Dahiru U. Lawal / Mohamed A. Antar / Atia E. Khalifa

A hybrid Multi-Stage Flash–Humidification Dehumidification (MSF-HDH) desalination system is investigated for energy recovery from an MSF system. The hybrid MSF-HDH system increases total productivity and performance ratio and reduces brine rejection. Hot condensed steam that leaves the MSF brine heater is used to warm the rejected pretreated brine from MSF to a higher temperature suitable for HDH system operation (about 60 °C). This allows us to increase the product (desalinated water) without additional “external” energy input to the hybrid system.

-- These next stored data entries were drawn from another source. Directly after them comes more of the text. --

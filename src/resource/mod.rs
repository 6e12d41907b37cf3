//! Lifecycle management for expensive shared objects.
//!
//! This module provides:
//! - [`ManagedResource`], a reference count that closes its payload exactly once
//! - [`ManagedResourceProvider`], lazily built resources keyed by name
//! - [`TaskExecutor`], the shared execution resource with two-phase shutdown
//!
//! # Example
//!
//! ```no_run
//! use gamequery::resource::{ManagedResourceProvider, TaskExecutor};
//! use std::time::Duration;
//!
//! let provider = ManagedResourceProvider::new();
//! let executor = provider
//!     .acquire("default", || TaskExecutor::owned("default", 4, Duration::from_secs(5)))
//!     .unwrap();
//!
//! // ... hand `executor` to pools and messengers ...
//!
//! // The runtime shuts down when the last holder releases it.
//! executor.release().unwrap();
//! ```

mod executor;
mod managed;
mod provider;

pub use executor::{DEFAULT_SHUTDOWN_GRACE, TaskExecutor};
pub use managed::{CloseError, Closeable, ManagedResource, ResourceLease};
pub use provider::ManagedResourceProvider;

Four different layouts of the integrated MSF-HDH system are presented and compared. The results show that an HDH system can utilize over 66% of an existing MSF brine blowdown, while the hybrid system can achieve a gained output ratio—GOR, water recovery ratio—RR, productivity and freshwater cost of 8.73, 44.86%, 30,549 m³/day and 1.068 $/m³ of freshwater, respectively. Utilizing 66.96% of MSF brine blowdown by the HDH system leads to a daily HDH productivity of about 670 m³ of drinking water, which is enough to support 134,000 persons considering a daily consumption of 5 L of drinking water per person.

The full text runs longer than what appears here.